Dataset content:
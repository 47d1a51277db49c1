use serde::{Deserialize, Serialize};
use thiserror::Error;

/// Raised when a range expression does not ascend (`end <= start`).
///
/// Non-fatal: the expansion still returns the two boundary values.
#[derive(Debug, Clone, PartialEq, Eq, Error)]
pub enum RangeError {
    #[error("Please input the ascending range")]
    NotAscending { start: String, end: String },
}

#[derive(Debug, Clone, Copy, PartialEq, Eq, Serialize, Deserialize)]
#[serde(rename_all = "snake_case")]
pub enum ErrorCode {
    PayloadTooLarge,
    Internal,
}

#[derive(Debug, Clone, Serialize, Deserialize)]
pub struct ApiError {
    pub code: ErrorCode,
    pub message: String,
}

impl ApiError {
    pub fn new(code: ErrorCode, message: impl Into<String>) -> Self {
        Self {
            code,
            message: message.into(),
        }
    }
}
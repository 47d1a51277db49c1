//! Freeform text -> list or range expression.
//!
//! Each grammar has an ordered rule chain. Later rules assume the shape
//! left behind by earlier ones, so the order below must not change.

use std::sync::LazyLock;

use regex::Regex;

#[derive(Debug, Clone, Copy, PartialEq, Eq)]
pub enum Grammar {
    /// `1,2.5,30`
    List,
    /// `start-end[op step]`
    Range,
}

static RANGE_PREFIX: LazyLock<Regex> =
    LazyLock::new(|| Regex::new(r"^[0-9]+-").expect("range prefix pattern"));

impl Grammar {
    pub fn detect(value: &str) -> Self {
        if RANGE_PREFIX.is_match(value) {
            Self::Range
        } else {
            Self::List
        }
    }
}

#[derive(Debug, Clone, Copy)]
enum Scope {
    First,
    All,
}

struct Rule {
    pattern: Regex,
    replacement: &'static str,
    scope: Scope,
}

impl Rule {
    fn apply(&self, value: &str) -> String {
        match self.scope {
            Scope::First => self.pattern.replace(value, self.replacement).into_owned(),
            Scope::All => self.pattern.replace_all(value, self.replacement).into_owned(),
        }
    }
}

const LIST_RULES: &[(&str, &str, Scope)] = &[
    (r"^,", "", Scope::First),
    (r",{2,}", ",", Scope::All),
    (r"\.{2,}", ".", Scope::All),
    // second dot inside one number
    (r"(\.[0-9]+)\.", "${1}", Scope::All),
    (r"[^0-9,.]", "", Scope::All),
];

const RANGE_RULES: &[(&str, &str, Scope)] = &[
    (r"-{2,}", "-", Scope::First),
    (r"([0-9]+-)[^0-9]+", "${1}", Scope::First),
    (r"([0-9]+-[0-9]+)[^\*\^/\+0-9]+", "${1}", Scope::First),
    (r"([0-9]+-[0-9]+[\*\^/\+])[^0-9]+", "${1}", Scope::First),
    (r"([0-9]+-[0-9]+[\*\^/\+][0-9]+)[^0-9]+", "${1}", Scope::First),
];

fn compile(table: &[(&str, &'static str, Scope)]) -> Vec<Rule> {
    table
        .iter()
        .map(|&(pattern, replacement, scope)| Rule {
            pattern: Regex::new(pattern).expect("sanitizer rule pattern"),
            replacement,
            scope,
        })
        .collect()
}

static LIST_CHAIN: LazyLock<Vec<Rule>> = LazyLock::new(|| compile(LIST_RULES));
static RANGE_CHAIN: LazyLock<Vec<Rule>> = LazyLock::new(|| compile(RANGE_RULES));

fn apply_chain(value: &str) -> String {
    let chain = match Grammar::detect(value) {
        Grammar::List => &LIST_CHAIN,
        Grammar::Range => &RANGE_CHAIN,
    };
    chain
        .iter()
        .fold(value.to_string(), |acc, rule| rule.apply(&acc))
}

/// Strip everything that cannot belong to a list or range expression.
///
/// The chain is re-applied until the value stops changing. Every rule that
/// fires removes at least one character, so this terminates, and the result
/// is a fixed point: `sanitize(sanitize(s)) == sanitize(s)`.
pub fn sanitize(raw: &str) -> String {
    let mut current = raw.to_string();
    loop {
        let next = apply_chain(&current);
        if next == current {
            return next;
        }
        current = next;
    }
}

#[cfg(test)]
#[path = "tests/sanitize_tests.rs"]
mod tests;
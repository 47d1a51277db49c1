use std::{collections::HashMap, fmt};

use serde::{
    de::{MapAccess, Visitor},
    ser::SerializeMap,
    Deserialize, Deserializer, Serialize, Serializer,
};

/// One digit-sum step: the `+`-joined digits and the sum they produce.
#[derive(Debug, Clone, PartialEq, Eq, Serialize, Deserialize)]
#[serde(from = "(String, String)", into = "(String, String)")]
pub struct ReductionStep {
    pub expression: String,
    pub result: String,
}

impl ReductionStep {
    pub fn new(expression: impl Into<String>, result: impl Into<String>) -> Self {
        Self {
            expression: expression.into(),
            result: result.into(),
        }
    }
}

impl From<(String, String)> for ReductionStep {
    fn from((expression, result): (String, String)) -> Self {
        Self { expression, result }
    }
}

impl From<ReductionStep> for (String, String) {
    fn from(step: ReductionStep) -> Self {
        (step.expression, step.result)
    }
}

/// Ordered log of the steps taken while reducing one number.
#[derive(Debug, Clone, Default, PartialEq, Eq, Serialize, Deserialize)]
#[serde(transparent)]
pub struct ReductionTrace {
    pub steps: Vec<ReductionStep>,
}

impl ReductionTrace {
    pub fn new() -> Self {
        Self::default()
    }

    pub fn push(&mut self, step: ReductionStep) {
        self.steps.push(step);
    }

    /// The digital root, i.e. the result of the last step.
    pub fn root(&self) -> Option<&str> {
        self.steps.last().map(|step| step.result.as_str())
    }

    pub fn len(&self) -> usize {
        self.steps.len()
    }

    pub fn is_empty(&self) -> bool {
        self.steps.is_empty()
    }

    pub fn iter(&self) -> impl Iterator<Item = &ReductionStep> {
        self.steps.iter()
    }
}

/// Number string -> reduction trace, kept in first-insertion order.
///
/// Re-inserting an existing key replaces its trace in place.
#[derive(Debug, Clone, Default, PartialEq, Eq)]
pub struct ResultMap {
    entries: Vec<(String, ReductionTrace)>,
    index: HashMap<String, usize>,
}

impl ResultMap {
    pub fn new() -> Self {
        Self::default()
    }

    pub fn insert(&mut self, number: impl Into<String>, trace: ReductionTrace) {
        let number = number.into();
        match self.index.get(&number) {
            Some(&position) => self.entries[position].1 = trace,
            None => {
                self.index.insert(number.clone(), self.entries.len());
                self.entries.push((number, trace));
            }
        }
    }

    pub fn get(&self, number: &str) -> Option<&ReductionTrace> {
        self.index
            .get(number)
            .map(|&position| &self.entries[position].1)
    }

    pub fn contains_key(&self, number: &str) -> bool {
        self.index.contains_key(number)
    }

    pub fn len(&self) -> usize {
        self.entries.len()
    }

    pub fn is_empty(&self) -> bool {
        self.entries.is_empty()
    }

    pub fn iter(&self) -> impl Iterator<Item = (&str, &ReductionTrace)> {
        self.entries
            .iter()
            .map(|(number, trace)| (number.as_str(), trace))
    }

    pub fn keys(&self) -> impl Iterator<Item = &str> {
        self.entries.iter().map(|(number, _)| number.as_str())
    }
}

impl FromIterator<(String, ReductionTrace)> for ResultMap {
    fn from_iter<I: IntoIterator<Item = (String, ReductionTrace)>>(iter: I) -> Self {
        let mut map = Self::new();
        for (number, trace) in iter {
            map.insert(number, trace);
        }
        map
    }
}

impl Serialize for ResultMap {
    fn serialize<S: Serializer>(&self, serializer: S) -> Result<S::Ok, S::Error> {
        let mut map = serializer.serialize_map(Some(self.entries.len()))?;
        for (number, trace) in &self.entries {
            map.serialize_entry(number, trace)?;
        }
        map.end()
    }
}

struct ResultMapVisitor;

impl<'de> Visitor<'de> for ResultMapVisitor {
    type Value = ResultMap;

    fn expecting(&self, formatter: &mut fmt::Formatter) -> fmt::Result {
        formatter.write_str("a map of number strings to reduction traces")
    }

    fn visit_map<A: MapAccess<'de>>(self, mut access: A) -> Result<Self::Value, A::Error> {
        let mut map = ResultMap::new();
        while let Some((number, trace)) = access.next_entry::<String, ReductionTrace>()? {
            map.insert(number, trace);
        }
        Ok(map)
    }
}

impl<'de> Deserialize<'de> for ResultMap {
    fn deserialize<D: Deserializer<'de>>(deserializer: D) -> Result<Self, D::Error> {
        deserializer.deserialize_map(ResultMapVisitor)
    }
}

#[cfg(test)]
#[path = "tests/domain_tests.rs"]
mod tests;
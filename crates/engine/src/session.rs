use shared::{domain::ResultMap, error::RangeError};
use tracing::debug;

use crate::{
    aggregate::{aggregate, AggregationKind},
    expand::{expand_range, NumberSequence, RangeStatus},
    options::EngineOptions,
    render::render_text,
    sanitize::{sanitize, Grammar},
};

/// Split a sanitized value into the numbers it names.
pub fn organize(sanitized: &str, options: &EngineOptions) -> NumberSequence {
    match Grammar::detect(sanitized) {
        Grammar::Range => expand_range(sanitized, options),
        Grammar::List => NumberSequence::list(sanitized.split(',').map(str::to_string).collect()),
    }
}

#[derive(Debug, Clone, PartialEq, Eq)]
pub struct Update {
    pub sanitized: String,
    pub results: ResultMap,
    pub range_error: Option<RangeError>,
    pub truncated: bool,
    pub rendered: String,
}

#[derive(Debug, Clone, PartialEq, Eq)]
pub enum InputOutcome {
    /// Same as the previous value, or still being typed (`,`/`-` at the end).
    Suppressed { sanitized: String },
    /// Range without an end yet; state left as it was.
    Incomplete { sanitized: String },
    Updated(Update),
}

impl InputOutcome {
    pub fn sanitized(&self) -> &str {
        match self {
            Self::Suppressed { sanitized } | Self::Incomplete { sanitized } => sanitized,
            Self::Updated(update) => &update.sanitized,
        }
    }
}

/// State carried between input-change notifications of one input source.
///
/// Never share a session between independent clients.
#[derive(Debug, Clone, Default)]
pub struct Session {
    options: EngineOptions,
    previous_value: String,
    results: ResultMap,
    range_error: Option<RangeError>,
}

impl Session {
    pub fn new(options: EngineOptions) -> Self {
        Self {
            options,
            ..Self::default()
        }
    }

    pub fn options(&self) -> &EngineOptions {
        &self.options
    }

    pub fn results(&self) -> &ResultMap {
        &self.results
    }

    pub fn range_error(&self) -> Option<&RangeError> {
        self.range_error.as_ref()
    }

    pub fn previous_value(&self) -> &str {
        &self.previous_value
    }

    pub fn reset(&mut self) {
        self.previous_value.clear();
        self.results = ResultMap::new();
        self.range_error = None;
    }

    /// Handle one change of the raw input text.
    pub fn handle_input(&mut self, raw: &str) -> InputOutcome {
        let sanitized = sanitize(raw);

        if sanitized == self.previous_value || sanitized.ends_with([',', '-']) {
            debug!(%sanitized, "input suppressed");
            return InputOutcome::Suppressed { sanitized };
        }

        self.previous_value = sanitized.clone();
        self.process(sanitized)
    }

    /// Run an already sanitized value through expansion and aggregation,
    /// bypassing the duplicate/trailing-delimiter check.
    pub fn process(&mut self, sanitized: String) -> InputOutcome {
        let sequence = organize(&sanitized, &self.options);
        debug!(
            %sanitized,
            terms = sequence.values.len(),
            status = ?sequence.status,
            "organized input"
        );

        match sequence.status {
            RangeStatus::Incomplete => {}
            RangeStatus::NotRange | RangeStatus::Ascending => self.range_error = None,
            RangeStatus::NotAscending(error) => self.range_error = Some(error),
        }

        let prior = std::mem::take(&mut self.results);
        let aggregation = aggregate(&sequence.values, prior, &self.options);
        self.results = aggregation.results;

        match aggregation.kind {
            AggregationKind::NoOp => return InputOutcome::Incomplete { sanitized },
            AggregationKind::Single => self.range_error = None,
            AggregationKind::Multiple => {}
        }

        InputOutcome::Updated(Update {
            rendered: render_text(&self.results, self.range_error.as_ref()),
            sanitized,
            results: self.results.clone(),
            range_error: self.range_error.clone(),
            truncated: sequence.truncated,
        })
    }
}

#[cfg(test)]
#[path = "tests/session_tests.rs"]
mod tests;
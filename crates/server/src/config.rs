use std::fs;

use anyhow::Context;
use engine::EngineOptions;
use serde::Deserialize;

#[derive(Debug, Clone, PartialEq, Eq)]
pub struct Settings {
    pub server_bind: String,
    pub max_input_bytes: usize,
    pub max_body_bytes: usize,
    pub stop_at: u64,
    pub max_terms: usize,
    pub max_output_bytes: usize,
}

impl Default for Settings {
    fn default() -> Self {
        let engine = EngineOptions::default();
        Self {
            server_bind: "127.0.0.1:8080".into(),
            max_input_bytes: 4096,
            max_body_bytes: 16 * 1024,
            stop_at: engine.stop_at,
            max_terms: engine.max_terms,
            max_output_bytes: engine.max_output_bytes,
        }
    }
}

impl Settings {
    pub fn engine_options(&self) -> EngineOptions {
        EngineOptions {
            stop_at: self.stop_at,
            max_terms: self.max_terms,
            max_output_bytes: self.max_output_bytes,
        }
    }
}

#[derive(Debug, Default, Deserialize)]
struct FileSettings {
    bind_addr: Option<String>,
    max_input_bytes: Option<usize>,
    max_body_bytes: Option<usize>,
    stop_at: Option<u64>,
    max_terms: Option<usize>,
    max_output_bytes: Option<usize>,
}

/// Defaults, then `server.toml` in the working directory, then environment.
pub fn load_settings() -> anyhow::Result<Settings> {
    let mut settings = Settings::default();

    if let Ok(raw) = fs::read_to_string("server.toml") {
        apply_file(&mut settings, &raw).context("failed to parse server.toml")?;
    }
    apply_env(&mut settings, |key| std::env::var(key).ok());

    Ok(settings)
}

fn apply_file(settings: &mut Settings, raw: &str) -> anyhow::Result<()> {
    let file_cfg: FileSettings = toml::from_str(raw)?;

    if let Some(v) = file_cfg.bind_addr {
        settings.server_bind = v;
    }
    if let Some(v) = file_cfg.max_input_bytes {
        settings.max_input_bytes = v;
    }
    if let Some(v) = file_cfg.max_body_bytes {
        settings.max_body_bytes = v;
    }
    if let Some(v) = file_cfg.stop_at {
        settings.stop_at = v;
    }
    if let Some(v) = file_cfg.max_terms {
        settings.max_terms = v;
    }
    if let Some(v) = file_cfg.max_output_bytes {
        settings.max_output_bytes = v;
    }
    Ok(())
}

fn apply_env(settings: &mut Settings, lookup: impl Fn(&str) -> Option<String>) {
    if let Some(v) = lookup("SERVER_BIND") {
        settings.server_bind = v;
    }
    if let Some(v) = lookup("APP__BIND_ADDR") {
        settings.server_bind = v;
    }

    if let Some(parsed) = lookup("APP__MAX_INPUT_BYTES").and_then(|v| v.parse().ok()) {
        settings.max_input_bytes = parsed;
    }
    if let Some(parsed) = lookup("APP__MAX_BODY_BYTES").and_then(|v| v.parse().ok()) {
        settings.max_body_bytes = parsed;
    }
    if let Some(parsed) = lookup("APP__STOP_AT").and_then(|v| v.parse().ok()) {
        settings.stop_at = parsed;
    }
    if let Some(parsed) = lookup("APP__MAX_TERMS").and_then(|v| v.parse().ok()) {
        settings.max_terms = parsed;
    }
    if let Some(parsed) = lookup("APP__MAX_OUTPUT_BYTES").and_then(|v| v.parse().ok()) {
        settings.max_output_bytes = parsed;
    }
}

#[cfg(test)]
#[path = "tests/config_tests.rs"]
mod tests;
use super::*;

fn updated(outcome: InputOutcome) -> Update {
    match outcome {
        InputOutcome::Updated(update) => update,
        other => panic!("expected an update, got {other:?}"),
    }
}

#[test]
fn organize_splits_lists_and_expands_ranges() {
    let options = EngineOptions::default();
    assert_eq!(organize("1,2.5,3", &options).values, vec!["1", "2.5", "3"]);
    assert_eq!(organize("1-3", &options).values, vec!["1", "2", "3"]);
    assert_eq!(organize("", &options).values, vec![""]);
}

#[test]
fn input_is_sanitized_and_reduced() {
    let mut session = Session::new(EngineOptions::default());
    let update = updated(session.handle_input("5a6"));

    assert_eq!(update.sanitized, "56");
    assert_eq!(
        update.results.get("56").and_then(|trace| trace.root()),
        Some("2")
    );
    assert_eq!(session.previous_value(), "56");
}

#[test]
fn repeated_value_is_suppressed() {
    let mut session = Session::new(EngineOptions::default());
    updated(session.handle_input("56"));
    assert_eq!(
        session.handle_input("56x"),
        InputOutcome::Suppressed {
            sanitized: "56".into()
        }
    );
}

#[test]
fn trailing_delimiter_is_suppressed() {
    let mut session = Session::new(EngineOptions::default());
    assert!(matches!(
        session.handle_input("56,"),
        InputOutcome::Suppressed { .. }
    ));
    assert!(matches!(
        session.handle_input("5-"),
        InputOutcome::Suppressed { .. }
    ));
    assert!(session.results().is_empty());
}

#[test]
fn empty_first_input_is_suppressed() {
    let mut session = Session::new(EngineOptions::default());
    assert!(matches!(
        session.handle_input(""),
        InputOutcome::Suppressed { .. }
    ));
}

#[test]
fn descending_range_sets_error_until_single_number() {
    let mut session = Session::new(EngineOptions::default());

    let update = updated(session.handle_input("8-5"));
    assert!(update.range_error.is_some());
    assert_eq!(update.rendered, "Please input the ascending range");
    assert_eq!(update.results.keys().collect::<Vec<_>>(), vec!["8", "5"]);

    let update = updated(session.handle_input("7"));
    assert!(update.range_error.is_none());
    assert!(session.range_error().is_none());
    assert_eq!(update.results.keys().collect::<Vec<_>>(), vec!["7"]);
}

#[test]
fn list_input_clears_range_error() {
    let mut session = Session::new(EngineOptions::default());
    updated(session.handle_input("8-5"));
    let update = updated(session.handle_input("1,2"));
    assert!(update.range_error.is_none());
}

#[test]
fn ascending_range_clears_range_error() {
    let mut session = Session::new(EngineOptions::default());
    updated(session.handle_input("8-5"));
    let update = updated(session.handle_input("8-10"));
    assert!(update.range_error.is_none());
    assert_eq!(update.results.len(), 3);
}

#[test]
fn incomplete_range_keeps_prior_results() {
    let mut session = Session::new(EngineOptions::default());
    updated(session.handle_input("1,2"));

    let outcome = session.process("5-".to_string());
    assert_eq!(
        outcome,
        InputOutcome::Incomplete {
            sanitized: "5-".into()
        }
    );
    assert_eq!(session.results().keys().collect::<Vec<_>>(), vec!["1", "2"]);
}

#[test]
fn clearing_the_input_renders_nothing() {
    let mut session = Session::new(EngineOptions::default());
    updated(session.handle_input("56"));
    let update = updated(session.handle_input(""));
    assert!(update.results.contains_key(""));
    assert_eq!(update.rendered, "");
}

#[test]
fn reset_forgets_everything() {
    let mut session = Session::new(EngineOptions::default());
    updated(session.handle_input("8-5"));
    session.reset();

    assert!(session.results().is_empty());
    assert!(session.range_error().is_none());
    assert_eq!(session.previous_value(), "");
    updated(session.handle_input("8-5"));
}

#[test]
fn sessions_do_not_share_state() {
    let mut first = Session::new(EngineOptions::default());
    let mut second = Session::new(EngineOptions::default());

    updated(first.handle_input("8-5"));
    let update = updated(second.handle_input("1,2"));

    assert!(update.range_error.is_none());
    assert!(first.range_error().is_some());
}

Task prompt:
Go line by line through the data and copy any that contain "crates".

Response area:
filename crates/engine/src/session.rs
filename crates/server/src/config.rs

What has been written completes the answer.